Segment Start: RECORDS SUPPLIED

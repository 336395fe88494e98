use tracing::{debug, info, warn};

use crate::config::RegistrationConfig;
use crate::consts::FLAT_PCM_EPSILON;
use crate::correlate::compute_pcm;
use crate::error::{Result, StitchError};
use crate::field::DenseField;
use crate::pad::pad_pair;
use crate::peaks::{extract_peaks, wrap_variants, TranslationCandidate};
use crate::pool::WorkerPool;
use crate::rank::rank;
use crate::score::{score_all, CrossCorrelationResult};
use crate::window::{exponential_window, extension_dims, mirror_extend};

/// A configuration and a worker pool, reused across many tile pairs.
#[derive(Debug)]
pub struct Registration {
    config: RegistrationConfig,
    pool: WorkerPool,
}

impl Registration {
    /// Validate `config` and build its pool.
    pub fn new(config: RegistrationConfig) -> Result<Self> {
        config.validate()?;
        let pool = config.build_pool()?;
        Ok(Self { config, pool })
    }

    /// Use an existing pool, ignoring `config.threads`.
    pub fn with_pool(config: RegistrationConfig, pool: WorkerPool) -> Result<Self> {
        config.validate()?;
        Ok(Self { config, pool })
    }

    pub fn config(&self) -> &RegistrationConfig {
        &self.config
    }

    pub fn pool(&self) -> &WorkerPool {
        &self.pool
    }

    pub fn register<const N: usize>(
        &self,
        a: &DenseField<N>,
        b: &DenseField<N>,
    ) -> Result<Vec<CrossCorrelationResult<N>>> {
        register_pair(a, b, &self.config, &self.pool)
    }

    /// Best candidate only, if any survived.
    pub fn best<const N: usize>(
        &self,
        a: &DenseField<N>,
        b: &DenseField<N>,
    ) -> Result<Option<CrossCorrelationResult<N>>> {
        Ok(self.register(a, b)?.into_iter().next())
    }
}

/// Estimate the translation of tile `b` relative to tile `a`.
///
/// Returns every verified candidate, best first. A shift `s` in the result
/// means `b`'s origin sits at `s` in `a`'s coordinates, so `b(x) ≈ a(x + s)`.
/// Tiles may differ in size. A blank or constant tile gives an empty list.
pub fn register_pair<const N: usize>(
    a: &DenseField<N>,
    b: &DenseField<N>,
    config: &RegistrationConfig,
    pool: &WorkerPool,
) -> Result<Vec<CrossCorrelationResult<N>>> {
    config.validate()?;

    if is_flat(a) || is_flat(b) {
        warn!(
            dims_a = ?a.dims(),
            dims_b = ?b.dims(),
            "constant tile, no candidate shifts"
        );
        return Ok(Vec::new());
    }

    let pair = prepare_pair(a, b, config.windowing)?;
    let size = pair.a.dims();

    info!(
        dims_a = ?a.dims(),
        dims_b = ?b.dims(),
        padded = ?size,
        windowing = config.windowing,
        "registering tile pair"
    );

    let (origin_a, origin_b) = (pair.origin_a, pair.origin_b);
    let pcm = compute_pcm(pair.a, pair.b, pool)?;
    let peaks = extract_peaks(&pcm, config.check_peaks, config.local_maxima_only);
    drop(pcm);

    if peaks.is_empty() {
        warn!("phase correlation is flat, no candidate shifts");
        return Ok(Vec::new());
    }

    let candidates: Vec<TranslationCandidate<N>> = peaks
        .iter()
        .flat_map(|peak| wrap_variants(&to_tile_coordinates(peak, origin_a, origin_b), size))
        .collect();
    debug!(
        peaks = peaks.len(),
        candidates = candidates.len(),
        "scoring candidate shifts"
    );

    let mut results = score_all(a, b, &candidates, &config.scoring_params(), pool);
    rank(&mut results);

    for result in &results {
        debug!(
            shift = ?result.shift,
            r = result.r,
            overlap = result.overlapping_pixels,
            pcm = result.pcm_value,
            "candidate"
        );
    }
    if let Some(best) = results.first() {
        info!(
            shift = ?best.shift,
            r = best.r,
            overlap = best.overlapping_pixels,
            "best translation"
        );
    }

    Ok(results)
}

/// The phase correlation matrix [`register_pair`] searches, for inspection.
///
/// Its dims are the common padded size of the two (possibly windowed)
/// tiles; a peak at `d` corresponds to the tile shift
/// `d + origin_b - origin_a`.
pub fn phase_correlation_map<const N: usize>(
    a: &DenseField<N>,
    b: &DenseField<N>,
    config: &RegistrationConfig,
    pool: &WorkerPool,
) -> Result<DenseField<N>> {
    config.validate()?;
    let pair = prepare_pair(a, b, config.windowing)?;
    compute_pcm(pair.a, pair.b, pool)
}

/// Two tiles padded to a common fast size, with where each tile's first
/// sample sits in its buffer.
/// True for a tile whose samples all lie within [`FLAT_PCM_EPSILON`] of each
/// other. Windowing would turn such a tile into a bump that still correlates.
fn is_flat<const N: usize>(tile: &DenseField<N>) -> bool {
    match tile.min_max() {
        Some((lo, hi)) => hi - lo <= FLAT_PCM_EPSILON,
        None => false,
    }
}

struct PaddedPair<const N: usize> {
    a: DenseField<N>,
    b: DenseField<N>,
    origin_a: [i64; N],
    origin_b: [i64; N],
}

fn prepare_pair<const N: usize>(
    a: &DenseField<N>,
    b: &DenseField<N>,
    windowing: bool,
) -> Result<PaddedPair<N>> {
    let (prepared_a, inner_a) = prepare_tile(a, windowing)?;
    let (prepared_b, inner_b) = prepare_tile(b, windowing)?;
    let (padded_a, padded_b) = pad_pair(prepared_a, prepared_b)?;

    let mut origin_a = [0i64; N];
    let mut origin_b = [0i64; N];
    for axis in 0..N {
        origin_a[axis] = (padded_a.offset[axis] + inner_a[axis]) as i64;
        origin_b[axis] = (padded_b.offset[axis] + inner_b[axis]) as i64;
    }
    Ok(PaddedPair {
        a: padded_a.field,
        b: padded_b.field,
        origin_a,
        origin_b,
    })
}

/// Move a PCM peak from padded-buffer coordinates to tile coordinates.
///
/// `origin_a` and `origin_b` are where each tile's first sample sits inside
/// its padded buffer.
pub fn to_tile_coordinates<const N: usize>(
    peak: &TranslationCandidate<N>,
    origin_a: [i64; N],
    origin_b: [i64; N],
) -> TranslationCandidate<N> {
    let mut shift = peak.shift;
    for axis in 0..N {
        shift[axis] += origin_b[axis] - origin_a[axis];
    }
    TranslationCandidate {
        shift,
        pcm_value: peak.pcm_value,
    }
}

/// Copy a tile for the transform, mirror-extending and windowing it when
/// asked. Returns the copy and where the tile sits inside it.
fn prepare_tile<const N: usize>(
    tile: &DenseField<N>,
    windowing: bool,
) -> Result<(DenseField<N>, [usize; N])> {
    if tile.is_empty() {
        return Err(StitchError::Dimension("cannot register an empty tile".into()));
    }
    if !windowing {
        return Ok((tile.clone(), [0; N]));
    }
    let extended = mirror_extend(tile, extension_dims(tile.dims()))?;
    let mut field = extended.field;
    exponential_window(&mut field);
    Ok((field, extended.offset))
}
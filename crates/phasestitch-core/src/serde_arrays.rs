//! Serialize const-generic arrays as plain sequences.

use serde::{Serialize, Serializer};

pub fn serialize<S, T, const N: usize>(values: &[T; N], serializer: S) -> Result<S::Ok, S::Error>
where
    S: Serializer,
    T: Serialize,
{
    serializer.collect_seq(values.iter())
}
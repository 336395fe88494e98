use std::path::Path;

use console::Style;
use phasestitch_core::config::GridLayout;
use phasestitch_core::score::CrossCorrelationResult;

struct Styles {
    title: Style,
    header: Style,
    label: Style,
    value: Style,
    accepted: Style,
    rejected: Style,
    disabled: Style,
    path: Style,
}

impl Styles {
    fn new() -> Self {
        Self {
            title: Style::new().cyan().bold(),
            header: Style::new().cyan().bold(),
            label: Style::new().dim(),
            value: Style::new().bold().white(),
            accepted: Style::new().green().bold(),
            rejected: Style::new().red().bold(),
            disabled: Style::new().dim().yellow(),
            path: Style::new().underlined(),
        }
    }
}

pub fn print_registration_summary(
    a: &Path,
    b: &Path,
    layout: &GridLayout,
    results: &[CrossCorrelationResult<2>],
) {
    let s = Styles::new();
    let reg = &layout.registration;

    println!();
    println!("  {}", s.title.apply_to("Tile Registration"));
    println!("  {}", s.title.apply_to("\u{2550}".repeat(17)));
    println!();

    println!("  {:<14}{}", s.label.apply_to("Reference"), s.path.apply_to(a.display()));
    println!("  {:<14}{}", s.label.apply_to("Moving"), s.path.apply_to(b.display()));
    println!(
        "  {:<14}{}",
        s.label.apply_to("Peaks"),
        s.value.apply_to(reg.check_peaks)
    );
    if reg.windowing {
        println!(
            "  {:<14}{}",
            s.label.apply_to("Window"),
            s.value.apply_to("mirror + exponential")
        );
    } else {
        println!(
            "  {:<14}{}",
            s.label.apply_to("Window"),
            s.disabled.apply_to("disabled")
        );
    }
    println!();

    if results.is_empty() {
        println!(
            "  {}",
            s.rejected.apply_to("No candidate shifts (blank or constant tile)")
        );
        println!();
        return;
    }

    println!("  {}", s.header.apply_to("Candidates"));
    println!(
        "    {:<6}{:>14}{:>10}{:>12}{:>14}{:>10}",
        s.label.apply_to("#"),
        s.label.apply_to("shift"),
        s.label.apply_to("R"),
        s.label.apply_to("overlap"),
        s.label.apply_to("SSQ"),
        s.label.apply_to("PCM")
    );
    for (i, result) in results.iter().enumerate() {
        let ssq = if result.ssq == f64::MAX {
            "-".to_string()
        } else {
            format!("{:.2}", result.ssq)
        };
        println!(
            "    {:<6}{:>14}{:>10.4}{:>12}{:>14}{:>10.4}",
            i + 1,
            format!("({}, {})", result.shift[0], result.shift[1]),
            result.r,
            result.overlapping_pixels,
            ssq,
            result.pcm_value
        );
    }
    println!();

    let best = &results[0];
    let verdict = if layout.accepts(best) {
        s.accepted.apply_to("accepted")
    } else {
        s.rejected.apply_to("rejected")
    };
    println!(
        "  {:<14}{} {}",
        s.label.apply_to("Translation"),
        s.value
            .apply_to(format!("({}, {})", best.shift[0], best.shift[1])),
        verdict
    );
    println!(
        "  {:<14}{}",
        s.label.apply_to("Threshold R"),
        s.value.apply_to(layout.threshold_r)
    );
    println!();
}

Segment End: RECORDS SUPPLIED

Everything from the first line above up to and including the line that contains "use crate::field::DenseField;" should be printed exactly; please print only that.

repository 336395fe88494e98
use tracing::{debug, info, warn};

use crate::config::RegistrationConfig;
use crate::consts::FLAT_PCM_EPSILON;
use crate::correlate::compute_pcm;
use crate::error::{Result, StitchError};
use crate::field::DenseField;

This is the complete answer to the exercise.